Data to use ▸

■ ■ ■ ■

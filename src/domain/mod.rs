//! Domain layer for the multiples synchronization engine.
//!
//! Plain data and pure functions only: no I/O and no async.
//!
//! # Structure
//!
//! - [`references`] - validated case and multiple references
//! - [`single`] - the single case record as this engine sees it
//! - [`multiple`] - the multiple (grouping record) and its members
//! - [`change_set`] - idempotent writes proposed against single cases
//! - [`update_job`] - batches of writes handed to the durable queue
//! - [`errors`] - validation errors and per-case failure values

pub mod change_set;
pub mod errors;
pub mod multiple;
pub mod references;
pub mod single;
pub mod update_job;

pub use change_set::{ChangeSet, FieldEdits, MembershipChange};
pub use errors::{PropagationFailure, ValidationError};
pub use multiple::{MemberEntry, MultipleCase};
pub use references::{CaseReference, MultipleReference};
pub use single::{CaseStatus, SingleCase};
pub use update_job::UpdateJob;
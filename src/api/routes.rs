//! Route table.
//!
//! | Method | Path | Handler |
//! |--------|------|---------|
//! | POST | /multiples/bulk-create | `bulk_create` |
//! | POST | /multiples/bulk-update | `bulk_update` |
//! | GET | /health | `health_check` |

use axum::Router;
use axum::routing::{get, post};

use super::handlers::{bulk_create, bulk_update, health_check};
use crate::infrastructure::AppDependencies;

/// Creates the router over `dependencies`.
///
/// # Example
///
/// ```rust,ignore
/// use multiples_sync::api::create_router;
/// use multiples_sync::infrastructure::{AppConfig, AppDependencies};
///
/// let router = create_router(AppDependencies::in_memory(AppConfig::default())?);
/// let listener = tokio::net::TcpListener::bind("0.0.0.0:8081").await?;
/// axum::serve(listener, router).await?;
/// ```
pub fn create_router(dependencies: AppDependencies) -> Router {
    Router::new()
        .route("/multiples/bulk-create", post(bulk_create))
        .route("/multiples/bulk-update", post(bulk_update))
        .route("/health", get(health_check))
        .with_state(dependencies)
}
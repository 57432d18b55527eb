//! HTTP surface over the coordinators.

pub mod dto;
pub mod error_handler;
pub mod handlers;
pub mod routes;

pub use dto::{BulkCreateRequest, BulkUpdateRequest, RoundResponse};
pub use error_handler::{ApiError, ApiErrorResponse};
pub use routes::create_router;
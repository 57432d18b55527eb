//! Change sets: what to write into a single case.
//!
//! A [`ChangeSet`] is immutable once built and is applied by exactly one of
//! the fan-out executor or the durable queue. Every operation it can express
//! is a *set*, never an increment, so applying it twice leaves the case in the
//! same state as applying it once. Redelivery by the durable queue relies on
//! this.

use std::collections::BTreeMap;

use serde::{Deserialize, Serialize};

use super::references::MultipleReference;
use super::single::SingleCase;

/// How a change set affects the case's multiple membership.
#[derive(Debug, Clone, PartialEq, Eq, Default, Serialize, Deserialize)]
#[serde(tag = "kind", content = "multiple_reference", rename_all = "snake_case")]
pub enum MembershipChange {
    /// Leave the multiple reference untouched.
    #[default]
    Keep,
    /// Set the multiple reference.
    Attach(MultipleReference),
    /// Clear the multiple reference, the lead flag and the sub-group tag,
    /// provided the case still belongs to this multiple.
    Detach(MultipleReference),
}

/// Field values to overwrite on a case.
///
/// Keys are kept sorted so that the serialized form (and therefore job
/// identity) does not depend on insertion order.
#[derive(Debug, Clone, PartialEq, Eq, Default, Serialize, Deserialize)]
#[serde(transparent)]
pub struct FieldEdits(BTreeMap<String, serde_json::Value>);

impl FieldEdits {
    /// Creates an empty set of edits.
    #[must_use]
    pub const fn new() -> Self {
        Self(BTreeMap::new())
    }

    /// Returns a copy with `field` set to `value`.
    #[must_use]
    pub fn with(mut self, field: impl Into<String>, value: serde_json::Value) -> Self {
        self.0.insert(field.into(), value);
        self
    }

    /// Returns `true` if there is nothing to write.
    #[must_use]
    pub fn is_empty(&self) -> bool {
        self.0.is_empty()
    }

    /// Returns the number of fields edited.
    #[must_use]
    pub fn len(&self) -> usize {
        self.0.len()
    }

    /// Iterates over `(field, value)` pairs in key order.
    pub fn iter(&self) -> impl Iterator<Item = (&String, &serde_json::Value)> {
        self.0.iter()
    }
}

impl FromIterator<(String, serde_json::Value)> for FieldEdits {
    fn from_iter<I: IntoIterator<Item = (String, serde_json::Value)>>(iter: I) -> Self {
        Self(iter.into_iter().collect())
    }
}

/// A description of what to write into one or more single cases.
///
/// # Examples
///
/// ```rust
/// use multiples_sync::domain::{CaseReference, ChangeSet, MultipleReference, SingleCase};
///
/// let multiple = MultipleReference::new("6000001").unwrap();
/// let change = ChangeSet::attach(multiple.clone(), true);
///
/// let case = SingleCase::new(CaseReference::new("A").unwrap());
/// let once = change.apply_to(&case);
/// let twice = change.apply_to(&once);
///
/// assert_eq!(once.multiple_reference, Some(multiple));
/// assert!(once.lead_claimant);
/// assert_eq!(once, twice);
/// ```
#[derive(Debug, Clone, PartialEq, Eq, Default, Serialize, Deserialize)]
pub struct ChangeSet {
    membership: MembershipChange,
    lead: Option<bool>,
    sub_group: Option<String>,
    fields: FieldEdits,
}

impl ChangeSet {
    /// A change set that writes nothing.
    #[must_use]
    pub const fn empty() -> Self {
        Self {
            membership: MembershipChange::Keep,
            lead: None,
            sub_group: None,
            fields: FieldEdits::new(),
        }
    }

    /// Attach to `multiple_reference` with the given lead flag.
    #[must_use]
    pub const fn attach(multiple_reference: MultipleReference, lead: bool) -> Self {
        Self {
            membership: MembershipChange::Attach(multiple_reference),
            lead: Some(lead),
            sub_group: None,
            fields: FieldEdits::new(),
        }
    }

    /// Detach from `multiple_reference`. A case that has since joined
    /// another multiple is left alone.
    #[must_use]
    pub const fn detach(multiple_reference: MultipleReference) -> Self {
        Self {
            membership: MembershipChange::Detach(multiple_reference),
            lead: None,
            sub_group: None,
            fields: FieldEdits::new(),
        }
    }

    /// Set only the lead flag.
    #[must_use]
    pub const fn set_lead(lead: bool) -> Self {
        Self {
            membership: MembershipChange::Keep,
            lead: Some(lead),
            sub_group: None,
            fields: FieldEdits::new(),
        }
    }

    /// Returns a copy that also writes the lead flag.
    #[must_use]
    pub fn with_lead(mut self, lead: bool) -> Self {
        self.lead = Some(lead);
        self
    }

    /// Returns a copy that also writes the sub-group tag.
    #[must_use]
    pub fn with_sub_group(mut self, sub_group: impl Into<String>) -> Self {
        self.sub_group = Some(sub_group.into());
        self
    }

    /// Returns a copy that also writes `fields`; later values win.
    #[must_use]
    pub fn with_fields(mut self, fields: &FieldEdits) -> Self {
        for (field, value) in fields.iter() {
            self.fields.0.insert(field.clone(), value.clone());
        }
        self
    }

    /// The membership part of the change.
    #[must_use]
    pub const fn membership(&self) -> &MembershipChange {
        &self.membership
    }

    /// The lead flag to write, if any.
    #[must_use]
    pub const fn lead(&self) -> Option<bool> {
        self.lead
    }

    /// The sub-group tag to write, if any.
    #[must_use]
    pub fn sub_group(&self) -> Option<&str> {
        self.sub_group.as_deref()
    }

    /// The field edits to write.
    #[must_use]
    pub const fn fields(&self) -> &FieldEdits {
        &self.fields
    }

    /// Returns `true` if applying this change set writes nothing.
    #[must_use]
    pub fn is_empty(&self) -> bool {
        matches!(self.membership, MembershipChange::Keep)
            && self.lead.is_none()
            && self.sub_group.is_none()
            && self.fields.is_empty()
    }

    /// Stable textual form of the change, used for job identity and grouping.
    #[must_use]
    pub fn content_key(&self) -> String {
        // String keys and JSON values only: serialization is infallible here.
        serde_json::to_string(self).unwrap_or_default()
    }

    /// Applies the change to `case`, returning the updated copy.
    ///
    /// A detach clears the lead flag and sub-group tag only when the case
    /// still belongs to the detaching multiple; explicit lead or sub-group
    /// values in the same change set are applied afterwards.
    #[must_use]
    pub fn apply_to(&self, case: &SingleCase) -> SingleCase {
        let mut updated = case.clone();
        match &self.membership {
            MembershipChange::Keep => {}
            MembershipChange::Attach(reference) => {
                updated.multiple_reference = Some(reference.clone());
            }
            MembershipChange::Detach(reference) => {
                if updated.multiple_reference.as_ref() != Some(reference) {
                    return updated;
                }
                updated.multiple_reference = None;
                updated.lead_claimant = false;
                updated.sub_group = None;
            }
        }
        if let Some(lead) = self.lead {
            updated.lead_claimant = lead;
        }
        if let Some(sub_group) = &self.sub_group {
            updated.sub_group = Some(sub_group.clone());
        }
        for (field, value) in self.fields.iter() {
            updated.fields.insert(field.clone(), value.clone());
        }
        updated
    }
}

■ ■ ■ ■

Action item ▸
Read the entries and select each line where the word "flag" is found.

Answer box ▸
    /// Clear the multiple reference, the lead flag and the sub-group tag,
    /// Attach to `multiple_reference` with the given lead flag.
    /// Set only the lead flag.
    /// Returns a copy that also writes the lead flag.
    /// The lead flag to write, if any.
    /// A detach clears the lead flag and sub-group tag only when the case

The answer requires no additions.